Ainsi, je vous propose de revenir sur une 3 fautes de français courantes. Dans cet article, voyons plus en détail comment écrire les couleurs, les chiffres et comment accorder le participe passé sans faire d’erreurs.

 

Comment accorder des adjectifs de couleur ?

Nous pouvons le dire : les couleurs sont de vraies plaies. De nombreuses personnes ne savent même pas que certains adjectifs de couleur doivent être accordés alors que d’autres non. Mais comment les différencier ?
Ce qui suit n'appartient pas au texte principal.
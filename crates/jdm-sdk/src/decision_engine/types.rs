//! Evaluation options and results

use jdm_core::Value;
use jdm_runtime::Trace;
use serde::{Deserialize, Serialize};
use std::sync::atomic::{AtomicBool, Ordering};
use std::sync::Arc;
use std::time::Duration;

/// Options for a single evaluation call
#[derive(Debug, Clone, Default)]
pub struct EvaluationOptions {
    /// Record a per-node trace
    pub trace: bool,

    /// Checked before each node dispatch, including nested decisions
    pub cancellation: Option<CancellationToken>,
}

impl EvaluationOptions {
    pub fn new() -> Self {
        Self::default()
    }

    pub fn with_trace(mut self, trace: bool) -> Self {
        self.trace = trace;
        self
    }

    pub fn with_cancellation(mut self, token: CancellationToken) -> Self {
        self.cancellation = Some(token);
        self
    }

    pub(crate) fn is_cancelled(&self) -> bool {
        self.cancellation
            .as_ref()
            .is_some_and(CancellationToken::is_cancelled)
    }
}

/// Cooperative cancellation flag shared between a caller and running
/// evaluations
#[derive(Debug, Clone, Default)]
pub struct CancellationToken {
    cancelled: Arc<AtomicBool>,
}

impl CancellationToken {
    pub fn new() -> Self {
        Self::default()
    }

    pub fn cancel(&self) {
        self.cancelled.store(true, Ordering::SeqCst);
    }

    pub fn is_cancelled(&self) -> bool {
        self.cancelled.load(Ordering::SeqCst)
    }
}

/// Result of evaluating a decision
#[derive(Debug, Clone, PartialEq, Serialize, Deserialize)]
pub struct EvaluationResult {
    /// Value assembled at the output node(s)
    pub output: Value,

    /// Wall time of the whole call
    pub performance: Duration,

    /// Per-node trace, present only when requested
    #[serde(default, skip_serializing_if = "Option::is_none")]
    pub trace: Option<Trace>,
}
Deux sortes d’adjectifs de couleur.

En fait, avant tout, je pense que vous savez que les adjectifs de couleur s’accordent en genre et en nombre avec le nom qu’ils complètent.

Par exemple : des tissus rouges.

Mais là où ça se corse, c’est si l’adjectif de couleur est aussi un nom commun. Si c’est le cas, l’adjectif de couleur est invariable.

Par exemple : des tissus orange ou des tissus marron.

Ainsi, quand vous avez affaire à un adjectif de couleur qui est aussi un nom (chocolat, champagne, azur, bronze, argent, café, abricot, taupe, etc.), considérez cet adjectif comme invariable.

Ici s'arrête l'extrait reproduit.